* _What you have to do_:
Keep only the lines of the material below that contain the word "network". Copy those lines.

* _Given data_:
- Opening Delimiter -
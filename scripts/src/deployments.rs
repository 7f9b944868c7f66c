//! Reading & writing deployed contract addresses in the `deployments.json` file
//!
//! The file has the form `{"deployments": {"<contract key>": "0x<address>"}}`,
//! so that later steps can find the contracts produced by earlier ones.

use std::{fs, path::Path, str::FromStr};

use alloy::primitives::Address;
use serde_json::{Map, Value};
use tracing::{debug, warn};

use crate::{constants::DEPLOYMENTS_KEY, errors::ScriptError, utils::parse_address};

/// Read the deployments file as JSON, treating a missing file as empty
fn read_deployments_json(path: &Path) -> Result<Value, String> {
    if !path.exists() {
        return Ok(Value::Object(Map::new()));
    }

    let contents = fs::read_to_string(path).map_err(|e| format!("{}: {e}", path.display()))?;
    serde_json::from_str(&contents).map_err(|e| format!("{}: {e}", path.display()))
}

/// Read the address stored under `contract_key` in the deployments file
pub fn read_deployment(path: &Path, contract_key: &str) -> Result<Address, ScriptError> {
    let parsed_json = read_deployments_json(path).map_err(ScriptError::ReadDeployments)?;

    let address = parsed_json
        .get(DEPLOYMENTS_KEY)
        .and_then(|deployments| deployments.get(contract_key))
        .and_then(Value::as_str)
        .ok_or_else(|| {
            ScriptError::ReadDeployments(format!(
                "no {contract_key} address in {}",
                path.display()
            ))
        })?;

    Address::from_str(address).map_err(|e| {
        ScriptError::ReadDeployments(format!(
            "invalid {contract_key} address {address} in {}: {e}",
            path.display()
        ))
    })
}

/// Use the explicitly given address if there is one, otherwise fall back to
/// the deployments file
pub fn resolve_address(
    explicit: Option<&str>,
    path: &Path,
    contract_key: &str,
) -> Result<Address, ScriptError> {
    match explicit {
        Some(address) => parse_address(address),
        None => {
            let address = read_deployment(path, contract_key)?;
            debug!("Using {contract_key} {address} from {}", path.display());
            Ok(address)
        }
    }
}

/// Record `address` under `contract_key` in the deployments file, creating
/// the file if it does not exist and leaving other entries untouched.
///
/// Errors name the address, which is otherwise lost if it was just deployed
pub fn write_deployment(
    path: &Path,
    contract_key: &str,
    address: Address,
) -> Result<(), ScriptError> {
    let write_err = |e: String| {
        ScriptError::WriteDeployments(format!(
            "could not record {contract_key} {address} in {}: {e}",
            path.display()
        ))
    };

    let mut parsed_json = read_deployments_json(path).map_err(write_err)?;

    let deployments = parsed_json
        .as_object_mut()
        .ok_or_else(|| write_err("not a JSON object".to_string()))?
        .entry(DEPLOYMENTS_KEY)
        .or_insert_with(|| Value::Object(Map::new()))
        .as_object_mut()
        .ok_or_else(|| write_err(format!("`{DEPLOYMENTS_KEY}` is not a JSON object")))?;

    let new_value = Value::String(address.to_string());
    if let Some(old_value) = deployments.insert(contract_key.to_string(), new_value) {
        warn!("Overwriting {contract_key} (was {old_value})");
    }

    let contents =
        serde_json::to_string_pretty(&parsed_json).map_err(|e| write_err(e.to_string()))?;
    fs::write(path, contents).map_err(|e| write_err(e.to_string()))
}

#[cfg(test)]
mod tests {
    use tempfile::TempDir;

    use super::*;

    #[test]
    fn test_write_then_read() {
        let dir = TempDir::new().unwrap();
        let path = dir.path().join("deployments.json");
        let address = Address::repeat_byte(0x42);

        write_deployment(&path, "vault_contract", address).unwrap();
        assert_eq!(read_deployment(&path, "vault_contract").unwrap(), address);
    }

    #[test]
    fn test_write_preserves_other_entries() {
        let dir = TempDir::new().unwrap();
        let path = dir.path().join("deployments.json");
        fs::write(
            &path,
            r#"{"network": "fantom", "deployments": {"other_contract": "0x1111111111111111111111111111111111111111"}}"#,
        )
        .unwrap();

        write_deployment(&path, "vault_contract", Address::repeat_byte(0x22)).unwrap();

        let parsed: Value = serde_json::from_str(&fs::read_to_string(&path).unwrap()).unwrap();
        assert_eq!(parsed["network"], "fantom");
        assert_eq!(
            read_deployment(&path, "other_contract").unwrap(),
            Address::repeat_byte(0x11)
        );
        assert_eq!(
            read_deployment(&path, "vault_contract").unwrap(),
            Address::repeat_byte(0x22)
        );
    }

    #[test]
    fn test_read_missing_key() {
        let dir = TempDir::new().unwrap();
        let path = dir.path().join("deployments.json");
        write_deployment(&path, "vault_contract", Address::ZERO).unwrap();

        let err = read_deployment(&path, "strategy_proxy_contract").unwrap_err();
        assert!(matches!(err, ScriptError::ReadDeployments(_)));
    }

    #[test]
    fn test_read_missing_file() {
        let dir = TempDir::new().unwrap();
        let err = read_deployment(&dir.path().join("nope.json"), "vault_contract").unwrap_err();
        assert!(matches!(err, ScriptError::ReadDeployments(_)));
    }

    #[test]
    fn test_read_invalid_address() {
        let dir = TempDir::new().unwrap();
        let path = dir.path().join("deployments.json");
        fs::write(&path, r#"{"deployments": {"vault_contract": "0x1234"}}"#).unwrap();

        let err = read_deployment(&path, "vault_contract").unwrap_err();
        let ScriptError::ReadDeployments(msg) = err else {
            panic!("expected a read error, got {err:?}");
        };
        assert!(msg.starts_with("invalid vault_contract address 0x1234"));
    }

    #[test]
    fn test_write_error_names_address() {
        let dir = TempDir::new().unwrap();
        let path = dir.path().join("deployments.json");
        fs::write(&path, "[]").unwrap();
        let address = Address::repeat_byte(0x42);

        let err = write_deployment(&path, "vault_contract", address).unwrap_err();
        assert!(matches!(err, ScriptError::WriteDeployments(_)));
        assert!(err.to_string().contains(&address.to_string()));
        assert_eq!(fs::read_to_string(&path).unwrap(), "[]");
    }

    #[test]
    fn test_resolve_prefers_explicit_address() {
        let dir = TempDir::new().unwrap();
        let path = dir.path().join("deployments.json");
        write_deployment(&path, "vault_contract", Address::repeat_byte(0x01)).unwrap();

        let explicit = Address::repeat_byte(0x02).to_string();
        let resolved = resolve_address(Some(&explicit), &path, "vault_contract").unwrap();
        assert_eq!(resolved, Address::repeat_byte(0x02));

        let resolved = resolve_address(None, &path, "vault_contract").unwrap();
        assert_eq!(resolved, Address::repeat_byte(0x01));
    }
}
- Closing Delimiter -
* _The completed task_:
            r#"{"network": "fantom", "deployments": {"other_contract": "0x1111111111111111111111111111111111111111"}}"#,
        assert_eq!(parsed["network"], "fantom");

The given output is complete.